In their choice of subject, these shows barely venture outside the perimeter of values established by the studios for big-budget biopics. There are two or three basic templates. First is the Shine/Beautiful Mind model, with misery and madness giving way to personal triumph. Then there’s what I call the Drink, Death and Divorce approach, these being the cornerstones of both country music and the country/ rock’n’roll biopic, wherein a down-home gal or guy leaves the log cabin for a life of honky-tonkin’, white pills and a fifth of Jim Beam under every cushion on the couch. Finally, there’s the reliably depressing Way to Dusty Death trajectory inevitably a downward one all the way the purest example of which is probably Sid and Nancy or Love Is the Devil.

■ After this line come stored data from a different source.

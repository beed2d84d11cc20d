//! # API crate: server functions for the restaurant admin dashboard
//!
//! The web frontend never talks to the identity service or the REST backend directly.
//! It calls the Dioxus server functions defined here, which keep the identity token in
//! the server-side session and forward requests upstream through the shared
//! [`client::ServiceClient`].
//!
//! ## Modules
//!
//! | Module | Feature gate | Purpose |
//! |--------|-------------|---------|
//! | [`auth`] | `server` | Identity token stored in the `tower-sessions` session |
//! | [`client`] | `server` | `reqwest` client for the identity service and the REST backend |
//! | [`config`] | none | [`config::ServiceConfig`] from environment variables |
//! | [`error`] | none | [`error::ConfigError`] and [`error::ServiceError`] |
//! | [`models`] | none | Wire shapes: identity profile, `{ success, data, message }` envelope, resource rows |
//!
//! ## Server functions exposed here
//!
//! Every public `async fn` in this file is a Dioxus server function, annotated with
//! `#[get(...)]` or `#[post(...)]`. The `server` build holds the real logic; the client
//! build is a thin stub that forwards the call over HTTP.
//!
//! - **Session**: `get_session`, `login`, `logout`
//! - **Resources**: `list_resource`

use dioxus::prelude::*;

pub use access::{PermissionId, SessionInfo, UserInfo};

pub mod auth;
#[cfg(feature = "server")]
pub mod client;
pub mod config;
pub mod error;
pub mod models;

pub use models::{Resource, ResourceRow};

/// Get the signed-in user and the permissions granted to them.
///
/// `Ok(None)` when nobody is signed in, or when the identity service no longer
/// accepts the stored token (the token is then dropped from the session).
#[cfg(feature = "server")]
#[get("/api/auth/me", session: tower_sessions::Session)]
pub async fn get_session() -> Result<Option<SessionInfo>, ServerFnError> {
    let Some(token) = auth::session_token(&session).await? else {
        return Ok(None);
    };

    let client = client::service_client()
        .await
        .map_err(|e| ServerFnError::new(e.to_string()))?;

    auth::settle_session(&session, client.current_session(&token).await).await
}

#[cfg(not(feature = "server"))]
#[get("/api/auth/me")]
pub async fn get_session() -> Result<Option<SessionInfo>, ServerFnError> {
    Ok(None)
}

/// Sign in with email and password against the identity service.
#[cfg(feature = "server")]
#[post("/api/auth/login", session: tower_sessions::Session)]
pub async fn login(email: String, password: String) -> Result<SessionInfo, ServerFnError> {
    let email = email.trim().to_lowercase();
    if email.is_empty() || !email.contains('@') {
        return Err(ServerFnError::new("Invalid email address"));
    }
    if password.is_empty() {
        return Err(ServerFnError::new("Password is required"));
    }

    let client = client::service_client()
        .await
        .map_err(|e| ServerFnError::new(e.to_string()))?;

    let token = client
        .sign_in(&email, &password)
        .await
        .map_err(|e| ServerFnError::new(e.to_string()))?;

    let info = client
        .current_session(&token)
        .await
        .map_err(|e| ServerFnError::new(e.to_string()))?;

    session
        .cycle_id()
        .await
        .map_err(|e| ServerFnError::new(e.to_string()))?;
    session
        .insert(auth::SESSION_TOKEN_KEY, token)
        .await
        .map_err(|e| ServerFnError::new(e.to_string()))?;

    tracing::info!(user = %info.user.id, permissions = info.permissions.len(), "Signed in");
    Ok(info)
}

#[cfg(not(feature = "server"))]
#[post("/api/auth/login")]
pub async fn login(email: String, password: String) -> Result<SessionInfo, ServerFnError> {
    Err(ServerFnError::new("Server only"))
}

/// Log out the current user by clearing the session.
#[cfg(feature = "server")]
#[post("/api/auth/logout", session: tower_sessions::Session)]
pub async fn logout() -> Result<(), ServerFnError> {
    session
        .flush()
        .await
        .map_err(|e| ServerFnError::new(e.to_string()))?;

    Ok(())
}

#[cfg(not(feature = "server"))]
#[post("/api/auth/logout")]
pub async fn logout() -> Result<(), ServerFnError> {
    Ok(())
}

/// List the records of a backend collection for the signed-in user.
#[cfg(feature = "server")]
#[get("/api/resources/:resource", session: tower_sessions::Session)]
pub async fn list_resource(resource: String) -> Result<Vec<ResourceRow>, ServerFnError> {
    use crate::error::ServiceError;

    let Some(collection) = Resource::from_slug(&resource) else {
        return Err(ServerFnError::new(
            ServiceError::UnknownResource(resource).to_string(),
        ));
    };

    let Some(token) = auth::session_token(&session).await? else {
        return Err(ServerFnError::new(ServiceError::Unauthenticated.to_string()));
    };

    let client = client::service_client()
        .await
        .map_err(|e| ServerFnError::new(e.to_string()))?;

    client.list(collection, &token).await.map_err(|e| {
        tracing::error!("Failed to list {}: {}", collection.slug(), e);
        ServerFnError::new(e.to_string())
    })
}

#[cfg(not(feature = "server"))]
#[get("/api/resources/:resource")]
pub async fn list_resource(resource: String) -> Result<Vec<ResourceRow>, ServerFnError> {
    Err(ServerFnError::new("Server only"))
}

I say dump these old approaches and find a new way. You can’t encapsulate a human life in three hours of screentime. You can barely do it in three 800-page volumes of biography, particularly if, as in the case of Ali, Nixon, and Malcolm X, the subject is firmly embedded in our collective memory in the form of deteriorating news footage and grainy old TV shows.

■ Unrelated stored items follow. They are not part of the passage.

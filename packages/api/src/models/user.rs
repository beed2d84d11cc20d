//! # Identity service profile
//!
//! The identity service answers `GET /auth/me` with
//!
//! ```json
//! {
//!   "user": { "id": "…", "email": "…", "name": "…", "restaurantId": "…",
//!             "role": { "name": "Branch Manager", "permissions": [{ "action": "orders:all" }] } },
//!   "permissions": [{ "action": "branches:all" }]
//! }
//! ```
//!
//! [`IdentityMe`] mirrors that document. [`IdentityMe::into_session`] projects it into
//! the client-safe [`SessionInfo`]: the effective permission list is the top-level
//! grants followed by the role's grants, deduplicated. Actions that are not valid
//! permission identifiers are skipped, which leaves them denied.

use access::{is_super_admin_role, PermissionId, Role, SessionInfo, UserInfo};
use serde::Deserialize;

#[derive(Debug, Clone, Deserialize)]
pub struct IdentityMe {
    pub user: IdentityUser,
    #[serde(default)]
    pub permissions: Vec<ActionEntry>,
}

#[derive(Debug, Clone, Deserialize)]
#[serde(rename_all = "camelCase")]
pub struct IdentityUser {
    #[serde(alias = "_id")]
    pub id: String,
    pub email: String,
    #[serde(default)]
    pub name: Option<String>,
    #[serde(default, alias = "restaurant_id", alias = "restaurant")]
    pub restaurant_id: Option<String>,
    #[serde(default)]
    pub role: Option<IdentityRole>,
}

#[derive(Debug, Clone, Deserialize)]
pub struct IdentityRole {
    pub name: String,
    #[serde(default)]
    pub permissions: Vec<ActionEntry>,
}

#[derive(Debug, Clone, Deserialize)]
pub struct ActionEntry {
    pub action: String,
}

impl IdentityMe {
    pub fn into_session(self, super_admin_role: &str) -> SessionInfo {
        let role = self.user.role.map(|role| Role {
            name: role.name,
            permissions: parse_actions(role.permissions),
        });

        let user = UserInfo {
            is_super_admin: is_super_admin_role(role.as_ref(), super_admin_role),
            id: self.user.id,
            email: self.user.email,
            name: self.user.name.filter(|name| !name.trim().is_empty()),
            restaurant_id: self.user.restaurant_id,
            role,
        };

        SessionInfo::new(user, parse_actions(self.permissions))
    }
}

fn parse_actions(entries: Vec<ActionEntry>) -> Vec<PermissionId> {
    entries
        .into_iter()
        .filter_map(|entry| match PermissionId::parse(&entry.action) {
            Ok(permission) => Some(permission),
            Err(e) => {
                tracing::warn!("Skipping permission {:?}: {}", entry.action, e);
                None
            }
        })
        .collect()
}

#[cfg(test)]
mod tests {
    use super::*;

    const ME: &str = r#"{
        "user": {
            "_id": "64f0c2",
            "email": "owner@bistro.test",
            "name": "Owner",
            "restaurantId": "r-9",
            "role": {
                "name": "Super Admin",
                "permissions": [{ "action": "settings:all" }, { "action": "orders:all" }]
            }
        },
        "permissions": [{ "action": "orders:all" }, { "action": "menu-management:items" }, { "action": "  " }]
    }"#;

    #[test]
    fn test_profile_projects_into_session() {
        let me: IdentityMe = serde_json::from_str(ME).unwrap();
        let session = me.into_session("Super Admin");

        assert_eq!(session.user.id, "64f0c2");
        assert_eq!(session.user.restaurant_id.as_deref(), Some("r-9"));
        assert_eq!(session.user.role_name(), Some("Super Admin"));
        assert!(session.user.is_super_admin);
        assert_eq!(
            session.permissions,
            vec![
                PermissionId::new("orders:all"),
                PermissionId::new("menu-management:items"),
                PermissionId::new("settings:all"),
            ]
        );
    }

    #[test]
    fn test_user_without_role() {
        let me: IdentityMe = serde_json::from_str(
            r#"{ "user": { "id": "7", "email": "rider@bistro.test", "name": "" } }"#,
        )
        .unwrap();
        let session = me.into_session("Super Admin");

        assert!(session.user.role.is_none());
        assert!(!session.user.is_super_admin);
        assert!(session.user.name.is_none());
        assert!(session.permissions.is_empty());
    }
}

Better to seek out subjects whose lives, though important and influential, were not heavily covered by the media in their own lifetimes. While watching Ali, I noticed one minor figure who truly deserves a biopic worthy of his complex life and soiled legacy: the soul singer Sam Cooke. Because he was the first black singer to cross over successfully from gospel to pop music, because he was an astute black businessman who deformed his own musical talent even as he refused to take any racist shit, and because he died a sleazy, sordid death in 1964, Cooke’s story is infinitely more complex than many others seen as more conventionally “uplifting”.
Still, try telling that to his relatives, who wouldn’t be too happy seeing his ignominious last night smeared across the screen. The authorised version would probably resemble the 1968 Hank Williams biopic Your Cheating Heart, a widow-approved travesty starring tan-man George Hamilton, in which the elusive and myth-encrusted Williams is sanitised to death onscreen.
I know that the director Paul Schrader has long been interested in the lives of both Williams and the tragic entertainer Bobby Darin, but Schrader’s decline in stature reduces our chances of seeing either of those potentially fascinating projects.
I hope someone with greater influence will pick them up or break out of the straitjacket and make a few anti-biopics. We need more Raging Bulls and fewer Beautiful Minds.